Повернувшись к Бахай, я схватила приготовленный накануне сверток.
— Бежим! Это набег!
Но она изумленно таращилась на меня, словно не понимая, и мне ничего не оставалось, как набросить на нее плащ, подтащить к двери и подтолкнуть, чтобы она шла вперед. Я подгоняла, я толкала Бахай, пытаясь заставить ее идти вместе со мной на север.

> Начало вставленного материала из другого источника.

use anyhow::Result;
use clap::{Parser, Subcommand};
use histview::commands::diff::DiffOptions;
use histview::commands::graph::GraphOptions;
use histview::commands::pager::Output;
use histview::commands::viewer::{Viewer, read_input};
use histview::commands::word_diff::{DEFAULT_MAX_TOKENS, WordDiffOptions};
use histview::{ColorMode, OutputFormat};
use is_terminal::IsTerminal;
use std::path::PathBuf;
use tracing_subscriber::{layer::SubscriberExt, util::SubscriberInitExt};

#[derive(Parser)]
#[command(
    name = "histview",
    version = "0.1.0",
    about = "Commit graph lanes and structured diffs",
    long_about = "Lays out a commit history as graph lanes and turns unified diff text \
    into structured files, hunks and word-level changes. \
    Input comes from files or stdin, typically piped from git.",
    help_template = r"
{name} {version} - {about}

USAGE:
    {usage}

OPTIONS:
    {all-args}
",
)]
struct Cli {
    #[command(subcommand)]
    command: Commands,
    #[arg(short, long, global = true, help = "Enable debug logging")]
    verbose: bool,
    #[arg(long, global = true, value_enum, default_value_t = ColorMode::Auto, help = "When to colour the output")]
    color: ColorMode,
    #[arg(long, global = true, value_enum, default_value_t = OutputFormat::Text, help = "Output format")]
    format: OutputFormat,
    #[arg(long, global = true, help = "Never page the output")]
    no_pager: bool,
}

#[derive(Subcommand)]
enum Commands {
    #[command(
        name = "graph",
        about = "Assign graph lanes to a commit history",
        long_about = "Reads one commit per line, newest first, as produced by \
        git log --format='%H%x09%P%x09%an%x09%aI%x09%D%x09%s', and prints each commit in its lane."
    )]
    Graph {
        #[arg(index = 1, help = "History file (defaults to stdin)")]
        file: Option<PathBuf>,
        #[arg(long, help = "Show abbreviated commit hashes")]
        abbrev_commit: bool,
        #[arg(long, help = "Show ref names next to commits")]
        decorate: bool,
    },
    #[command(
        name = "diff",
        about = "Parse unified diff text",
        long_about = "Parses the output of git diff into files, hunks and line changes \
        and prints them with line numbers, side by side, or as a diffstat."
    )]
    Diff {
        #[arg(index = 1, help = "Diff file (defaults to stdin)")]
        file: Option<PathBuf>,
        #[arg(long, help = "Show old and new content side by side")]
        split: bool,
        #[arg(long, conflicts_with = "split", help = "Show only per-file statistics")]
        stat: bool,
        #[arg(long, default_value_t = 60, help = "Width of each side in split mode")]
        column_width: usize,
    },
    #[command(
        name = "word-diff",
        about = "Compare two strings word by word",
        long_about = "Prints the word-level difference between OLD and NEW, \
        marking removed words as [-word-] and added words as {+word+}."
    )]
    WordDiff {
        #[arg(index = 1)]
        old: String,
        #[arg(index = 2)]
        new: String,
        #[arg(long, default_value_t = DEFAULT_MAX_TOKENS, help = "Refuse inputs with more tokens than this")]
        max_tokens: usize,
    },
    #[command(
        name = "status",
        about = "Label porcelain status codes",
        long_about = "Maps two-character git status --porcelain codes (e.g. '??', 'M ', ' D') to labels."
    )]
    Status {
        #[arg(required = true, num_args = 1.., help = "Status codes")]
        codes: Vec<String>,
    },
}

fn main() -> Result<()> {
    let cli = Cli::parse();

    let log_level = if cli.verbose { "debug" } else { "warn" };
    tracing_subscriber::registry()
        .with(tracing_subscriber::EnvFilter::new(
            std::env::var("RUST_LOG").unwrap_or_else(|_| log_level.to_string()),
        ))
        .with(
            tracing_subscriber::fmt::layer()
                .with_target(false)
                .with_writer(std::io::stderr),
        )
        .init();

    match cli.color {
        ColorMode::Always => colored::control::set_override(true),
        ColorMode::Never => colored::control::set_override(false),
        ColorMode::Auto => {
            if !std::io::stdout().is_terminal() {
                colored::control::set_override(false);
            }
        }
    }

    let paging_allowed = !cli.no_pager && cli.format == OutputFormat::Text;

    match &cli.command {
        Commands::Graph {
            file,
            abbrev_commit,
            decorate,
        } => {
            let input = read_input(file.as_deref())?;
            let output = Output::select(paging_allowed);
            let viewer = Viewer::new(output.writer(), cli.format);

            viewer.graph(&input, &GraphOptions::new(*abbrev_commit, *decorate))?;
            output.finish()?
        }
        Commands::Diff {
            file,
            split,
            stat,
            column_width,
        } => {
            let input = read_input(file.as_deref())?;
            let output = Output::select(paging_allowed && !*stat);
            let viewer = Viewer::new(output.writer(), cli.format);

            viewer.diff(&input, &DiffOptions::new(*split, *stat, *column_width))?;
            output.finish()?
        }
        Commands::WordDiff {
            old,
            new,
            max_tokens,
        } => {
            let viewer = Viewer::new(Box::new(std::io::stdout()), cli.format);
            viewer.word_diff(old, new, &WordDiffOptions::new(*max_tokens))?
        }
        Commands::Status { codes } => {
            let viewer = Viewer::new(Box::new(std::io::stdout()), cli.format);
            viewer.status(codes)?
        }
    }

    Ok(())
}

Какое-то время это удавалось и она шла вперед, но вдруг неожиданно вскрикнув, коротко и резко, словно очнувшись ото сна, она, оттолкнув меня, бросилась бежать обратно. Прежде чем я опомнилась, она была очень далеко, устремляясь прямо в самую гущу побоища. Остановить ее я уже не могла.
Глядя ей вслед, я думала, что если бы была такой, как Ютта, если бы владела таким сильным даром, какой был у нее, я бы, конечно, смогла хотя бы чем-нибудь помочь вапсалам. Но в ту минуту я была им плохой защитой.
Я решительно повернула на север и пошла, пробираясь от одного укрытия до другого, оставляя все дальше за спиной жестокую драку. И тут снова начался снегопад.
8
Круговерть снега скрывала то, что происходило сейчас в поселке, а дикие завывания ветра заглушали крики людей. Я думала, что мое бегство — это худшее из двух зол, и была совершенно растеряна, но продолжала вслепую, на ощупь пробираться вперед, пока не забрела в кустарник, едва различимый в сумерках. Сначала я отпрянула в испуге от этих зарослей, но вскоре поняла, что нахожусь за пределами поселка, и этот кустарник закрывает от меня отдаленные развалины.
Кусты были достаточно высокими и толстоствольными и могли служить хорошим прикрытием. Мне удалось найти узкий проход между ними; очевидно, это была звериная тропа, потому что петляла и извивалась так, что становилось ясно: она проложена животными, а не прорублена топором. Люди предпочитают идти напролом, навязывая природе свою волю.
Самые высокие стволы кустарников, которые больше походили на деревья, выдержали ярость недавно стихшей бури, и я могла идти, хотя и спотыкаясь, но довольно быстро. Мне казалось, я все-таки правильно выбрала направление и в конце концов доберусь до той таинственной массы обветшалых строений на мысе.
Может быть, было бы разумнее уходить прочь от моря, на запад — но в такую погоду это было немыслимо. Кроме того, я не была уверена в том, что меня никто не преследует, по-прежнему надеясь, что постройки на берегу смогут стать для меня великолепным убежищем.
Все это время я старалась думать только о своем бегстве, о том, что в ближайшее время ждет меня, и гнала от себя всякие мысли о судьбе племени. За недолгое свое пребывание у кочевников я поняла, что кровавые схватки и набеги для них привычны, однако морские бродяги были наихудшими из всех возможных врагов. Мужчин побежденного племени ждала неминуемая смерть, женщины, если они были еще достаточно хороши собой, как правило, становились младшими женами вождей-победителей, а некрасивые превращались в рабынь. Это была тяжелая и суровая жизнь, но, увы, привычная для них.
Да и я сама, сколько помню себя, постоянно жила в мире войн; я родилась, когда Эсткарп воевал с Карстеном и смерть была самым обычным делом Мои родители, и отец, и мать, охраняли границы, где им всегда грозила опасность. Братья мои сели верхом на лошадей и отправились сражаться задолго до того, как на щеках их стал пробиваться первый пушок. А с тех пор, как мы убежали в Эскор, спасаясь от гнева колдуний, борьба вообще стала привычным делом для нас, а руки словно срослись с мечом. Свои щиты мы тоже привыкли носить с раннего детства и никогда не расставались с ними.
Именно поэтому этот набег не стал для меня слишком тяжелым ударом. Будь мой Дар силен как прежде, я бы попыталась использовать всю силу, чтобы защитить племя от обрушившегося на него зла. Если бы Бахай послушалась меня, я взяла бы ее с собой. С некоторым сожалением вспоминала я и об Аусу. Но больше во всем племени не было никого, к кому бы я испытывала хоть какую-нибудь привязанность и ради кого могла бы поднять меч для защиты.